*** Block opens ***
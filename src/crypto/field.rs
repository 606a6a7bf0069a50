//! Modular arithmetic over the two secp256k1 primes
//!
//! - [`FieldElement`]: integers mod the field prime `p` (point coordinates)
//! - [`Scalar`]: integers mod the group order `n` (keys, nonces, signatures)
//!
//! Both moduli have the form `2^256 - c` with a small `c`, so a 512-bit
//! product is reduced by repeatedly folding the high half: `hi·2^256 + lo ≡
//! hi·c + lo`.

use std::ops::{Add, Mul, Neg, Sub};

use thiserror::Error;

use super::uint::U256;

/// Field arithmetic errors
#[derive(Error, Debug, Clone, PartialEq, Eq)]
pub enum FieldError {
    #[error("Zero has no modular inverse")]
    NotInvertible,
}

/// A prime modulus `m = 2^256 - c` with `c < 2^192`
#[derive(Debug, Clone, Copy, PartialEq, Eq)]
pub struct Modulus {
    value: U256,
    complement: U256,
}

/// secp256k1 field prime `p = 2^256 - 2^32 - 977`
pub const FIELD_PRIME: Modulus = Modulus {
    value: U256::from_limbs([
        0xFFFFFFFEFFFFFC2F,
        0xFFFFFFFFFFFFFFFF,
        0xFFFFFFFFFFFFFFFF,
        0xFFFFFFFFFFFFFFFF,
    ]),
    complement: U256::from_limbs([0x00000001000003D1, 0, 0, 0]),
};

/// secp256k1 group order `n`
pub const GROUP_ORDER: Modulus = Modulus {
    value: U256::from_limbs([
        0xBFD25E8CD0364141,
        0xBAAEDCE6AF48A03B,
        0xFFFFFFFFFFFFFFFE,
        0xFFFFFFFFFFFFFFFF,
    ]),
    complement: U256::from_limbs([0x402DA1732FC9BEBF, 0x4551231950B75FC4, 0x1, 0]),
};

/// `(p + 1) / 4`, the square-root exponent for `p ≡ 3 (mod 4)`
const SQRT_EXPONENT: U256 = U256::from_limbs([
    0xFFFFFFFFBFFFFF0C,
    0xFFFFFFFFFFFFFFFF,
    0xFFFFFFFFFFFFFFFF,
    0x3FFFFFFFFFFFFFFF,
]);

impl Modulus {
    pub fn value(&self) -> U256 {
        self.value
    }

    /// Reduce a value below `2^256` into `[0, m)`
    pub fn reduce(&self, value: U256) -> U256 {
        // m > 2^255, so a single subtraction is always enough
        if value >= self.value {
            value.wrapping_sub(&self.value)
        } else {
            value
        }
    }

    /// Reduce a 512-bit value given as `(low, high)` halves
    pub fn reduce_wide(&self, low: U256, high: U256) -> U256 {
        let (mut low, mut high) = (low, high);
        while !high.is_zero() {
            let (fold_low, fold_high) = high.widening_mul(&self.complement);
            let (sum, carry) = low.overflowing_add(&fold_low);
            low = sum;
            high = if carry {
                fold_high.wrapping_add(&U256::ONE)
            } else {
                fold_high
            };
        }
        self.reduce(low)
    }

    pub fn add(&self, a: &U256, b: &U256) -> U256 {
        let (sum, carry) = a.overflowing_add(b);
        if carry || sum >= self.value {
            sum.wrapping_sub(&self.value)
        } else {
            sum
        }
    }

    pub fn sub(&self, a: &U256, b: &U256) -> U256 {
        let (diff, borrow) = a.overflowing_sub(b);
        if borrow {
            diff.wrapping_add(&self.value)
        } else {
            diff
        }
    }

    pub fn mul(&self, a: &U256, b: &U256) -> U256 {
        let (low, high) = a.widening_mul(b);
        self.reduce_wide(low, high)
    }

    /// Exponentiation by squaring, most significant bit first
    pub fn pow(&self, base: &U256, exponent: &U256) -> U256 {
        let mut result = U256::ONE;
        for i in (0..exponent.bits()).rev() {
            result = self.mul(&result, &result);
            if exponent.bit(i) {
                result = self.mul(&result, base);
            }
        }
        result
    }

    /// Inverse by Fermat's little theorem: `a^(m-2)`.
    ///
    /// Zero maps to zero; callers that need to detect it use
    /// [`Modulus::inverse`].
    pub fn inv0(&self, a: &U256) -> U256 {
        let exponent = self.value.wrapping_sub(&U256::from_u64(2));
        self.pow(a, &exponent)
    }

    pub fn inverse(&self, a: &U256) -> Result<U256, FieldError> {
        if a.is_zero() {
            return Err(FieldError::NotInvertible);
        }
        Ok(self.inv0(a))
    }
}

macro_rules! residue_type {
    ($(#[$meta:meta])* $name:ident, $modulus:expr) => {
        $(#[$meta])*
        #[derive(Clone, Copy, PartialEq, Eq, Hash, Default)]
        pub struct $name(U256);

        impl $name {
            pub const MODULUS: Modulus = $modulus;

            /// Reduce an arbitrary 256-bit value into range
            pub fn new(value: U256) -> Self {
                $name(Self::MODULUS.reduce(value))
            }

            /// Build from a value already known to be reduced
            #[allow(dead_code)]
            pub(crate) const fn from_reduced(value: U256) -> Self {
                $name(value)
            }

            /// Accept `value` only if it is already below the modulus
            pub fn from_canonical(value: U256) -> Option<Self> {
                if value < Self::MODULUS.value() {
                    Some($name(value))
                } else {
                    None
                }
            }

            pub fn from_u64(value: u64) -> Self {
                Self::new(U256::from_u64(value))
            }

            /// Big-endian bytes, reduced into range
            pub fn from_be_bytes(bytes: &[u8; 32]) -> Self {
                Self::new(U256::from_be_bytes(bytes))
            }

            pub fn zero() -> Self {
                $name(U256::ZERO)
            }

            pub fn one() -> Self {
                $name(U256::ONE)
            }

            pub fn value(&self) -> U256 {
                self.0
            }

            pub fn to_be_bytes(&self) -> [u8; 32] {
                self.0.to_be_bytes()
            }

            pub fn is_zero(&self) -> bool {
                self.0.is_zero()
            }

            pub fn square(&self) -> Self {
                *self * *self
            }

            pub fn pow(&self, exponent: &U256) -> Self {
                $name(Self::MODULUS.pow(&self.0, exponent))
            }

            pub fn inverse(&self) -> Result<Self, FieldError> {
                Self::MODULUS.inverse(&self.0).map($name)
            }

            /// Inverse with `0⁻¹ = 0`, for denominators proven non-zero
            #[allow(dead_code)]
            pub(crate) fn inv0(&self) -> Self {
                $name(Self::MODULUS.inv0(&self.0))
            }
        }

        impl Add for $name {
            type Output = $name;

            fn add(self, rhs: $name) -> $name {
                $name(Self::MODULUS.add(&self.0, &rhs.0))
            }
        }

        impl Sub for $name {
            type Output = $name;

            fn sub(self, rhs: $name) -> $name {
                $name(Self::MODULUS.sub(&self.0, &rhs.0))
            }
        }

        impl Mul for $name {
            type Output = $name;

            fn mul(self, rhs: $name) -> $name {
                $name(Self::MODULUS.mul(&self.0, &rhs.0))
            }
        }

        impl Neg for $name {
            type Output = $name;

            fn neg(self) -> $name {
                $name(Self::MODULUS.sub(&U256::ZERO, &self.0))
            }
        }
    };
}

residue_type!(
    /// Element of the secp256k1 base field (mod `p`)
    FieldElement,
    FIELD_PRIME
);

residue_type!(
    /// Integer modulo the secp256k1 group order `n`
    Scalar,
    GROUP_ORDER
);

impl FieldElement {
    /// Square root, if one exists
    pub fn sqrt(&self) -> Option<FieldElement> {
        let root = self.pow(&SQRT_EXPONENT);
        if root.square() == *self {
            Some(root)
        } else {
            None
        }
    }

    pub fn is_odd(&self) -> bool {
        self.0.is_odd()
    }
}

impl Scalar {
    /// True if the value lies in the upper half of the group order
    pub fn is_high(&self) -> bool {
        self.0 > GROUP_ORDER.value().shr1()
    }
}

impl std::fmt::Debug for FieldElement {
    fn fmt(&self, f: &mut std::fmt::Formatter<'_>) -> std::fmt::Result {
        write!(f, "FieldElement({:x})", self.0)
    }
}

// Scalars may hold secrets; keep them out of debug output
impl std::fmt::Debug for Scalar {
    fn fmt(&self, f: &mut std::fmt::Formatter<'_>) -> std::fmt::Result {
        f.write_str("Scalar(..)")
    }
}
*** Block closes ***
_Task prompt_.
Print the listing above from its first line through the line with "pub struct Modulus", and stop there.

_Expected answer_.
filename src/crypto/field.rs
repository 606a6a7bf0069a50
//! Modular arithmetic over the two secp256k1 primes
//!
//! - [`FieldElement`]: integers mod the field prime `p` (point coordinates)
//! - [`Scalar`]: integers mod the group order `n` (keys, nonces, signatures)
//!
//! Both moduli have the form `2^256 - c` with a small `c`, so a 512-bit
//! product is reduced by repeatedly folding the high half: `hi·2^256 + lo ≡
//! hi·c + lo`.

use std::ops::{Add, Mul, Neg, Sub};

use thiserror::Error;

use super::uint::U256;

/// Field arithmetic errors
#[derive(Error, Debug, Clone, PartialEq, Eq)]
pub enum FieldError {
    #[error("Zero has no modular inverse")]
    NotInvertible,
}

/// A prime modulus `m = 2^256 - c` with `c < 2^192`
#[derive(Debug, Clone, Copy, PartialEq, Eq)]
pub struct Modulus {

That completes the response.